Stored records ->
________
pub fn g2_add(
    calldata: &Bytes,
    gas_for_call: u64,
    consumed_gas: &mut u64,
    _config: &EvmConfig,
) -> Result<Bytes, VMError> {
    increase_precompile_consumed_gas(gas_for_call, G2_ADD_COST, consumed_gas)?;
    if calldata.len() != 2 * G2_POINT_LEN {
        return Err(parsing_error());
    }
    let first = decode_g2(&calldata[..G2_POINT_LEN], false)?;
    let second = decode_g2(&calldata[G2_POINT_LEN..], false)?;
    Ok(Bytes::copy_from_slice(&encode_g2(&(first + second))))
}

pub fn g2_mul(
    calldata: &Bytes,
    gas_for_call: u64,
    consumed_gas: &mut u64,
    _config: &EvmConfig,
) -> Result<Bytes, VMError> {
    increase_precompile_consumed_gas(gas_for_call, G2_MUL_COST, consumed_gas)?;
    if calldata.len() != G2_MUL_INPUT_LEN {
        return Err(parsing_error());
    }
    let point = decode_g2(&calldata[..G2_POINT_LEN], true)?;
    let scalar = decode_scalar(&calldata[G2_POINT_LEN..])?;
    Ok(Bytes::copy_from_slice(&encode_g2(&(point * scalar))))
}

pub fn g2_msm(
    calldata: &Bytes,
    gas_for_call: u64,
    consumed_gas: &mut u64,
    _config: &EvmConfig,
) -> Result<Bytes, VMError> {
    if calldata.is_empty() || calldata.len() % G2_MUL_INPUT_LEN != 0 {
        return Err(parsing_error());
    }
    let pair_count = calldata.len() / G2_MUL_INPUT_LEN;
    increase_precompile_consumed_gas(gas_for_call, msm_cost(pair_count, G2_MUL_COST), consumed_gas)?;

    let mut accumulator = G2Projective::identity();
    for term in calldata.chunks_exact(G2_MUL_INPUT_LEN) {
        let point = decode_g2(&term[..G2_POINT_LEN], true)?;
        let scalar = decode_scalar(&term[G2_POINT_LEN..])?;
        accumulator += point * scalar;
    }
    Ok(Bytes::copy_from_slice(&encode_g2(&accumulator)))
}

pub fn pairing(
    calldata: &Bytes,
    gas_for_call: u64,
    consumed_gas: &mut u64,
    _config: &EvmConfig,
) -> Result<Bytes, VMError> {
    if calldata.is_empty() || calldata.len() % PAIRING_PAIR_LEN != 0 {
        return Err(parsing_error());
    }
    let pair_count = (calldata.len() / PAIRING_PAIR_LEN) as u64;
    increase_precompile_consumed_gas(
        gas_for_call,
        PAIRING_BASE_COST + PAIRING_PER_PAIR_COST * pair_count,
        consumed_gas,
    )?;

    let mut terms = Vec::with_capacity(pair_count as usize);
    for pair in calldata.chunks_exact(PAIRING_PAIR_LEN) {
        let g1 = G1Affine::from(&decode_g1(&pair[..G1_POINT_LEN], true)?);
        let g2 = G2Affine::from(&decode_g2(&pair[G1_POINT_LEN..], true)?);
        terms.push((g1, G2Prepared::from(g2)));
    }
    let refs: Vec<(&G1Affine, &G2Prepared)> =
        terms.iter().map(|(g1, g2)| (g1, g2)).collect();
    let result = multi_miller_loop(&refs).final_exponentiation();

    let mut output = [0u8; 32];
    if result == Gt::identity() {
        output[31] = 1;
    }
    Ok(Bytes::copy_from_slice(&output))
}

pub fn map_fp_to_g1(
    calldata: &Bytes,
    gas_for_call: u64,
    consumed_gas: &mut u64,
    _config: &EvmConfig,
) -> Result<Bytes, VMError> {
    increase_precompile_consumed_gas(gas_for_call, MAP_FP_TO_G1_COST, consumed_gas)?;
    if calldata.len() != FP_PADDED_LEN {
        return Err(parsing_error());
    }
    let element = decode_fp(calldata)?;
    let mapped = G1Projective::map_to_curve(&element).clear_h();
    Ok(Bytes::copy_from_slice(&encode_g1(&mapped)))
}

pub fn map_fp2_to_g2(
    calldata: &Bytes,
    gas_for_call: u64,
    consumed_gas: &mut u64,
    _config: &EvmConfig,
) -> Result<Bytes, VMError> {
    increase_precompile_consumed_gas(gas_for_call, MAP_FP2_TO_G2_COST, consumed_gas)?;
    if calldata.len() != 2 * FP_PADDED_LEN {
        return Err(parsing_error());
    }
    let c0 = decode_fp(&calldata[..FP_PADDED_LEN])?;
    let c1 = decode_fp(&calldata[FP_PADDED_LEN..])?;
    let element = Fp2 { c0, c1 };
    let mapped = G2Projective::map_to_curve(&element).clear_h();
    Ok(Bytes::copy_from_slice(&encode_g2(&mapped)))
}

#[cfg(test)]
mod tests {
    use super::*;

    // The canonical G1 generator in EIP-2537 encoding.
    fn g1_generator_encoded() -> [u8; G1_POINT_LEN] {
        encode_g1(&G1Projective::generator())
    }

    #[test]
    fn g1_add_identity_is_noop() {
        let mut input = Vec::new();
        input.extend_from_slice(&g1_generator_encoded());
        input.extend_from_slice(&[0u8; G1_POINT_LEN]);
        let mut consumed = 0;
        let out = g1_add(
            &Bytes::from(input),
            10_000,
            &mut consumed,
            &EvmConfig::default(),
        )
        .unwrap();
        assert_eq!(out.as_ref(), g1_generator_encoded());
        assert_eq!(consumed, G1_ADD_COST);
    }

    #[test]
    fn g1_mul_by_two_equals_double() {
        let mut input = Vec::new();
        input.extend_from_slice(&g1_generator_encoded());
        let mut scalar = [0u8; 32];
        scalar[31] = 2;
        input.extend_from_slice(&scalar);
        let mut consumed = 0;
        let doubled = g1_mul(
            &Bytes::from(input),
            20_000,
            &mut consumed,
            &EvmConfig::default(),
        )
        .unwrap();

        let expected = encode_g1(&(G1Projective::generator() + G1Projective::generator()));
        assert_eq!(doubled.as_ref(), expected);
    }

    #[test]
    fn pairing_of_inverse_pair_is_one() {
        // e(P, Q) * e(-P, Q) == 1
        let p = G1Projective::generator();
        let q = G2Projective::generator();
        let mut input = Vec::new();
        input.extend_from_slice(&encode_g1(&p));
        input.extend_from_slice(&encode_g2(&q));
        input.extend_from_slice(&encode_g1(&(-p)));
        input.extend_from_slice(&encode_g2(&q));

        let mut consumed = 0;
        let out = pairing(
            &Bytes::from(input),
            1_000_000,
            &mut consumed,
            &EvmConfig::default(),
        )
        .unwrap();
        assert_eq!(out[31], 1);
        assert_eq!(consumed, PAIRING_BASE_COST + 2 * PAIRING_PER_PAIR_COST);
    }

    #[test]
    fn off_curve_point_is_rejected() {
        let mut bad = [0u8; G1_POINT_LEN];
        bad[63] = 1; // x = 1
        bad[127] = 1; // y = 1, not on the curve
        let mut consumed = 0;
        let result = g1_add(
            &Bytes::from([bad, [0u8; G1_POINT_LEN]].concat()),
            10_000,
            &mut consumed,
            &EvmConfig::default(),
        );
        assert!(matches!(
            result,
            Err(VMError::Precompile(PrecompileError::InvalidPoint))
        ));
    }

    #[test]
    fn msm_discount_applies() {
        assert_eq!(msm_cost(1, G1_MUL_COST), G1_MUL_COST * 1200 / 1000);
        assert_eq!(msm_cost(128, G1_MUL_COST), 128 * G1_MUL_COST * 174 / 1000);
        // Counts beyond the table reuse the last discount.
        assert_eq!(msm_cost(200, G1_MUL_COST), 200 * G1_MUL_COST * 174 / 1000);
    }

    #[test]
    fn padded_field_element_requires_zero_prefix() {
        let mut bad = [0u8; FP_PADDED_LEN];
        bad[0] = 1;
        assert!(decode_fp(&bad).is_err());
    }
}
________
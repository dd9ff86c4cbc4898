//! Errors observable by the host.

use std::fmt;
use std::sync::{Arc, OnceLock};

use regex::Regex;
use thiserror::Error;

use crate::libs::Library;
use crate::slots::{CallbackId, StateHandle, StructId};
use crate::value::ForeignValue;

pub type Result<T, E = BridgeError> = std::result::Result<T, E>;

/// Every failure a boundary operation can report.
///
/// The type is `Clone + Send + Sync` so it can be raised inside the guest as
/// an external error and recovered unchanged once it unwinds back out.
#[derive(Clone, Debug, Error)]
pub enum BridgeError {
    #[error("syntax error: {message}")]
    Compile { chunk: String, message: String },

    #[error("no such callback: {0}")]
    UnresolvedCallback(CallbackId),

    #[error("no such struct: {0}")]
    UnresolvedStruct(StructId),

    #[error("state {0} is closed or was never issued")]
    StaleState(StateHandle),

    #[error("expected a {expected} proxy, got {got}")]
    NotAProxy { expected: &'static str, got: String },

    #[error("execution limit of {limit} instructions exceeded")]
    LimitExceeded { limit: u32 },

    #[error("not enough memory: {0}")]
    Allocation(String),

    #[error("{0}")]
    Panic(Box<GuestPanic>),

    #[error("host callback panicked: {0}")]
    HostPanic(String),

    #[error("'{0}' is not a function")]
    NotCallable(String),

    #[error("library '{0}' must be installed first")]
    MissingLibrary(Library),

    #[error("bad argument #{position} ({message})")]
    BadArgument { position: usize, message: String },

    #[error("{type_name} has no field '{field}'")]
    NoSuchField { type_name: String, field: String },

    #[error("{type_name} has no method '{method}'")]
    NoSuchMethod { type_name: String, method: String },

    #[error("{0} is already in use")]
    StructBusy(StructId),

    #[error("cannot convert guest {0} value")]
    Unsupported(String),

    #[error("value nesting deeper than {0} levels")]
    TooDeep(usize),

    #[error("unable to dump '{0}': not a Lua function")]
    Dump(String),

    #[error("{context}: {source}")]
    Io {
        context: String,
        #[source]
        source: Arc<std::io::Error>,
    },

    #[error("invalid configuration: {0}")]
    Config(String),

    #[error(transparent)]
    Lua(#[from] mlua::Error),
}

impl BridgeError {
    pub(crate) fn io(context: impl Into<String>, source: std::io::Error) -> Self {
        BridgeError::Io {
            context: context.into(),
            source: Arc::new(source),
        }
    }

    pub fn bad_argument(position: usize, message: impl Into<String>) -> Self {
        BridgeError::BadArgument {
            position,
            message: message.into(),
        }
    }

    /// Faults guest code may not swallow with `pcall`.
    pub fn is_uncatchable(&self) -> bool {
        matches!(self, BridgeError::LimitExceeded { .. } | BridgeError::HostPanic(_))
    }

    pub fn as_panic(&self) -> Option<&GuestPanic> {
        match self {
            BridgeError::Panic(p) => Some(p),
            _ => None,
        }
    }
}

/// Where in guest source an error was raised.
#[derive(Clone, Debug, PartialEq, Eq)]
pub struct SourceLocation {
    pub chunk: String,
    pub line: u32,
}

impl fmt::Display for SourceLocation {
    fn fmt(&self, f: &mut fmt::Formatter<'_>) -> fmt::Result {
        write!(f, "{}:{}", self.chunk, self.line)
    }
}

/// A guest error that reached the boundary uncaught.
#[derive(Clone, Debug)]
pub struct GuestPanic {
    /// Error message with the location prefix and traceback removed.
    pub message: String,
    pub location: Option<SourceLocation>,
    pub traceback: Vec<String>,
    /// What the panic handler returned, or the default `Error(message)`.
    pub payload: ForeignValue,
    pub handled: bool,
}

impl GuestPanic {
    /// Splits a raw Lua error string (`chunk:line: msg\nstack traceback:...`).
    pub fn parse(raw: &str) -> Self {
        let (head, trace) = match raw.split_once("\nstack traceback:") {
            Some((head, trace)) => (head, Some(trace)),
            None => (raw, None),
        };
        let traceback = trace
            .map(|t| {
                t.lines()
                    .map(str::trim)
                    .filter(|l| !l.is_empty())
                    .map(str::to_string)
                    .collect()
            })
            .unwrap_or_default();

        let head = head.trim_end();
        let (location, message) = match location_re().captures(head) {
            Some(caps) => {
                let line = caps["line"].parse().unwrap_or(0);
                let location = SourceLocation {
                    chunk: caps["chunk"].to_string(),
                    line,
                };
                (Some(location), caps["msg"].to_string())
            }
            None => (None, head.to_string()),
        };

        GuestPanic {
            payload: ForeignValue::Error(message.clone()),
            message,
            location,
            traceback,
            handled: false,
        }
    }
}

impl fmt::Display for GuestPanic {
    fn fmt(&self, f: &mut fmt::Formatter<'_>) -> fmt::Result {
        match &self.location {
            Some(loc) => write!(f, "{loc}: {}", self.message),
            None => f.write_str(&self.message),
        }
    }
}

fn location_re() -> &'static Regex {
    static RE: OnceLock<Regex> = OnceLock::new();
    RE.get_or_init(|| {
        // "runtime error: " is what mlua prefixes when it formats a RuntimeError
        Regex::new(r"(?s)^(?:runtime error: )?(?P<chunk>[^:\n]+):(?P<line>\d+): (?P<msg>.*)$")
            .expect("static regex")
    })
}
________
Work instructions -> Reproduce each line of the records in which the word "SourceLocation" appears.

Exercise response ->
pub struct SourceLocation {
impl fmt::Display for SourceLocation {
    pub location: Option<SourceLocation>,
                let location = SourceLocation {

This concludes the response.